PROBLEM TO WORK ON ->
Among the entries below, find the lines that hold the word "consts" and report them.

**** DATASET RECORDS ****

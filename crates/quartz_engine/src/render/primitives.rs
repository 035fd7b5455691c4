//! Procedural mesh primitives
//!
//! Generated meshes are cached under parameter-encoded names
//! (`"Sphere(1, 12)"`, `"Cube(1, 2, 3)"`), so requesting the same primitive
//! twice returns the same instance.

use std::sync::Arc;

use crate::foundation::math::constants::{PI, TAU};
use crate::render::material::Material;
use crate::render::mesh::{Mesh, Vertex};
use crate::render::mesh_builder::MeshCache;

/// Create (or fetch) a UV sphere of the given radius
///
/// `steps` controls both the ring count and the segments per ring. The
/// sphere is built as a top pole vertex, `steps - 1` latitude rings of
/// `steps` vertices, and a bottom pole vertex.
pub fn create_sphere(
    cache: &mut MeshCache,
    material: Arc<Material>,
    radius: f32,
    steps: u32,
) -> Option<Arc<Mesh>> {
    let name = format!("Sphere({}, {})", radius, steps);
    if let Some(mesh) = cache.get_mesh(&name) {
        return Some(mesh);
    }

    let steps = steps.max(3);
    let vert_count = steps * (steps - 1) + 2;
    let delta_theta = PI / steps as f32;
    let delta_phi = TAU / steps as f32;

    let mut vertices = Vec::with_capacity(vert_count as usize);
    let mut indices = Vec::new();

    vertices.push(Vertex::new([0.0, radius, 0.0], [0.0, 1.0, 0.0], [0.0, 0.0]));

    for ring in 1..steps {
        let theta = ring as f32 * delta_theta;
        for segment in 0..steps {
            let phi = segment as f32 * delta_phi;
            let position = [
                radius * theta.sin() * phi.cos(),
                radius * theta.cos(),
                radius * theta.sin() * phi.sin(),
            ];
            let inv_len = 1.0 / radius;
            let normal = [
                position[0] * inv_len,
                position[1] * inv_len,
                position[2] * inv_len,
            ];
            vertices.push(Vertex::new(position, normal, [0.0, 0.0]));
        }
    }

    vertices.push(Vertex::new([0.0, -radius, 0.0], [0.0, -1.0, 0.0], [0.0, 0.0]));

    // Top cap: first ring starts at index 1
    for segment in 0..steps {
        let v0 = 1 + segment;
        let v1 = 1 + (segment + 1) % steps;
        indices.extend_from_slice(&[v0, v1, 0]);
    }

    // Middle quads between consecutive rings
    for ring in 1..steps - 1 {
        let base = 1 + (ring - 1) * steps;
        for segment in 0..steps {
            let v0 = base + segment;
            let v1 = base + (segment + 1) % steps;
            let v2 = v1 + steps;
            let v3 = v0 + steps;
            indices.extend_from_slice(&[v0, v1, v2, v2, v3, v0]);
        }
    }

    // Bottom cap
    let last_ring = 1 + (steps - 2) * steps;
    let bottom = vert_count - 1;
    for segment in 0..steps {
        let v0 = last_ring + segment;
        let v1 = last_ring + (segment + 1) % steps;
        indices.extend_from_slice(&[v0, v1, bottom]);
    }

    cache.build_mesh(vertices, indices, &name, material)
}

/// Create (or fetch) an axis-aligned box with the given dimensions
pub fn create_cube(
    cache: &mut MeshCache,
    material: Arc<Material>,
    width: f32,
    height: f32,
    depth: f32,
) -> Option<Arc<Mesh>> {
    let name = format!("Cube({}, {}, {})", width, height, depth);
    if let Some(mesh) = cache.get_mesh(&name) {
        return Some(mesh);
    }

    let hw = width / 2.0;
    let hh = height / 2.0;
    let hd = depth / 2.0;

    let mut vertices = Vec::with_capacity(24);
    let mut indices = Vec::with_capacity(36);

    // 4 corners per face so each face carries its own normal
    let faces: [([f32; 3], [[f32; 3]; 4]); 6] = [
        // Front (-Z)
        (
            [0.0, 0.0, -1.0],
            [[-hw, hh, -hd], [hw, hh, -hd], [hw, -hh, -hd], [-hw, -hh, -hd]],
        ),
        // Back (+Z)
        (
            [0.0, 0.0, 1.0],
            [[hw, hh, hd], [-hw, hh, hd], [-hw, -hh, hd], [hw, -hh, hd]],
        ),
        // Left (-X)
        (
            [-1.0, 0.0, 0.0],
            [[-hw, hh, hd], [-hw, hh, -hd], [-hw, -hh, -hd], [-hw, -hh, hd]],
        ),
        // Right (+X)
        (
            [1.0, 0.0, 0.0],
            [[hw, hh, -hd], [hw, hh, hd], [hw, -hh, hd], [hw, -hh, -hd]],
        ),
        // Top (+Y)
        (
            [0.0, 1.0, 0.0],
            [[-hw, hh, hd], [hw, hh, hd], [hw, hh, -hd], [-hw, hh, -hd]],
        ),
        // Bottom (-Y)
        (
            [0.0, -1.0, 0.0],
            [[-hw, -hh, -hd], [hw, -hh, -hd], [hw, -hh, hd], [-hw, -hh, hd]],
        ),
    ];

    let uvs = [[0.0, 0.0], [1.0, 0.0], [1.0, 1.0], [0.0, 1.0]];

    for (normal, corners) in faces {
        let base = vertices.len() as u32;
        for (corner, uv) in corners.into_iter().zip(uvs) {
            vertices.push(Vertex::new(corner, normal, uv));
        }
        indices.extend_from_slice(&[base, base + 1, base + 2, base + 2, base + 3, base]);
    }

    cache.build_mesh(vertices, indices, &name, material)
}
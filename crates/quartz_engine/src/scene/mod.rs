//! Scene graph: game objects, transforms and physics components
//!
//! The scene owns a mutable hierarchy of game objects. Spatial state is
//! co-owned by two components: the transform is authoritative until physics
//! activation, after which dynamic bodies' poses are owned by the physics
//! actor and pulled back each frame.

pub mod game_object;
pub mod rigid_body;
pub mod scene;
pub mod schema;
pub mod transform;

pub use game_object::{GameObject, GameObjectKey};
pub use rigid_body::{BodyId, ColliderDesc, ColliderInfo, RigidBodyComponent};
pub use scene::Scene;
pub use schema::{ComponentState, Field, FieldValue, Schema, SchemaError};
pub use transform::TransformComponent;
#[cfg(test)]
mod tests {
    use super::*;
    use crate::physics::{ActorState, AxisLock};
    use approx::assert_relative_eq;

    fn scene() -> Scene {
        Scene::new(EngineConfig::default())
    }

    #[test]
    fn test_child_world_position_composes_additively() {
        let mut scene = scene();
        let parent = scene.create_object("parent");
        let child = scene.create_object("child");
        scene.set_parent(child, Some(parent));

        scene.set_position(parent, Vec3::new(1.0, 2.0, 3.0));
        scene.set_position(child, Vec3::new(0.0, 1.0, 0.0));

        assert_relative_eq!(scene.world_position(child), Vec3::new(1.0, 3.0, 3.0));
    }

    #[test]
    fn test_grandchild_world_position_composes_additively() {
        let mut scene = scene();
        let grandparent = scene.create_object("grandparent");
        let parent = scene.create_object("parent");
        let child = scene.create_object("child");
        scene.set_parent(parent, Some(grandparent));
        scene.set_parent(child, Some(parent));

        scene.set_position(grandparent, Vec3::new(10.0, 0.0, 0.0));
        scene.set_position(parent, Vec3::new(0.0, 5.0, 0.0));
        scene.set_position(child, Vec3::new(0.0, 0.0, 2.0));

        assert_relative_eq!(scene.world_position(child), Vec3::new(10.0, 5.0, 2.0));
    }

    #[test]
    fn test_world_rotation_composes_multiplicatively() {
        let mut scene = scene();
        let parent = scene.create_object("parent");
        let child = scene.create_object("child");
        scene.set_parent(child, Some(parent));

        let quarter = Quat::from_axis_angle(&Vec3::y_axis(), std::f32::consts::PI / 2.0);
        scene.set_rotation(parent, quarter);
        scene.set_rotation(child, quarter);

        // Two quarter turns compose into a half turn
        let world = scene.world_rotation(child);
        assert_relative_eq!(world.angle(), std::f32::consts::PI, epsilon = 1e-5);
    }

    #[test]
    fn test_cycle_is_rejected() {
        let mut scene = scene();
        let a = scene.create_object("a");
        let b = scene.create_object("b");
        let c = scene.create_object("c");

        assert!(scene.set_parent(b, Some(a)));
        assert!(scene.set_parent(c, Some(b)));
        assert!(!scene.set_parent(a, Some(c)));
        assert!(!scene.set_parent(a, Some(a)));

        assert_eq!(scene.object(a).unwrap().parent(), None);
    }

    #[test]
    fn test_start_creates_actor_at_world_pose() {
        let mut scene = scene();
        let parent = scene.create_object("parent");
        let child = scene.create_object("child");
        scene.set_parent(child, Some(parent));
        scene.set_position(parent, Vec3::new(0.0, 10.0, 0.0));
        scene.set_position(child, Vec3::new(1.0, 0.0, 0.0));

        scene.attach_rigid_body(child, RigidBodyComponent::new(false));
        scene.start();

        let actor = scene.object(child).unwrap().rigid_body().unwrap().actor().unwrap();
        let pose = scene.physics().global_pose(actor);
        assert_relative_eq!(pose.position, Vec3::new(1.0, 10.0, 0.0));
    }

    #[test]
    fn test_actor_user_data_points_back_to_object() {
        let mut scene = scene();
        let key = scene.create_object("body");
        scene.attach_rigid_body(key, RigidBodyComponent::new(false));
        scene.start();

        let actor = scene.object(key).unwrap().rigid_body().unwrap().actor().unwrap();
        let user_data = scene.physics().user_data(actor);
        assert_eq!(scene.object_from_user_data(user_data), Some(key));
    }

    #[test]
    fn test_set_position_routes_to_active_actor() {
        let mut scene = scene();
        let key = scene.create_object("crate");
        scene.attach_rigid_body(key, RigidBodyComponent::new(false));
        scene.start();

        scene.set_position(key, Vec3::new(4.0, 5.0, 6.0));

        let actor = scene.object(key).unwrap().rigid_body().unwrap().actor().unwrap();
        assert_relative_eq!(
            scene.physics().global_pose(actor).position,
            Vec3::new(4.0, 5.0, 6.0)
        );
    }

    #[test]
    fn test_update_pulls_live_pose_into_transform() {
        let mut scene = scene();
        let key = scene.create_object("crate");
        scene.attach_rigid_body(key, RigidBodyComponent::new(false));
        scene.start();

        // The external solver moved the actor during its step
        let actor = scene.object(key).unwrap().rigid_body().unwrap().actor().unwrap();
        scene
            .physics_mut()
            .set_global_pose(actor, Pose::new(Vec3::new(0.0, -1.0, 0.0), Quat::identity()));

        scene.update(1.0 / 60.0);

        let transform = scene.object(key).unwrap().transform();
        assert_relative_eq!(transform.position(), Vec3::new(0.0, -1.0, 0.0));
        assert!(!transform.is_dirty());
    }

    #[test]
    fn test_constraints_survive_activation_via_scene() {
        let mut scene = scene();
        let key = scene.create_object("pillar");

        let mut body = RigidBodyComponent::new(false);
        body.set_constraint(scene.physics_mut(), AxisLock::LINEAR_Y, false);
        scene.attach_rigid_body(key, body);
        scene.start();

        let actor = scene.object(key).unwrap().rigid_body().unwrap().actor().unwrap();
        assert!(scene.physics().lock_flags(actor).contains(AxisLock::LINEAR_Y));
    }

    #[test]
    fn test_destroy_object_tears_down_actor_and_reroots_children() {
        let mut scene = scene();
        let parent = scene.create_object("parent");
        let child = scene.create_object("child");
        scene.set_parent(child, Some(parent));
        scene.attach_rigid_body(parent, RigidBodyComponent::new(false));
        scene.start();

        let actor = scene.object(parent).unwrap().rigid_body().unwrap().actor().unwrap();
        scene.destroy_object(parent);

        assert!(scene.object(parent).is_none());
        assert_eq!(scene.physics().actor_state(actor), None);
        assert_eq!(scene.object(child).unwrap().parent(), None);
    }

    #[test]
    fn test_attach_after_start_activates_immediately() {
        let mut scene = scene();
        scene.start();

        let key = scene.create_object("late");
        scene.set_position(key, Vec3::new(2.0, 0.0, 0.0));
        scene.attach_rigid_body(key, RigidBodyComponent::new(true));

        let body = scene.object(key).unwrap().rigid_body().unwrap();
        let actor = body.actor().unwrap();
        assert_eq!(scene.physics().actor_state(actor), Some(ActorState::Attached));
        assert_relative_eq!(
            scene.physics().global_pose(actor).position,
            Vec3::new(2.0, 0.0, 0.0)
        );
    }
}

****

WRITTEN SOLUTION ->
        let quarter = Quat::from_axis_angle(&Vec3::y_axis(), std::f32::consts::PI / 2.0);
        assert_relative_eq!(world.angle(), std::f32::consts::PI, epsilon = 1e-5);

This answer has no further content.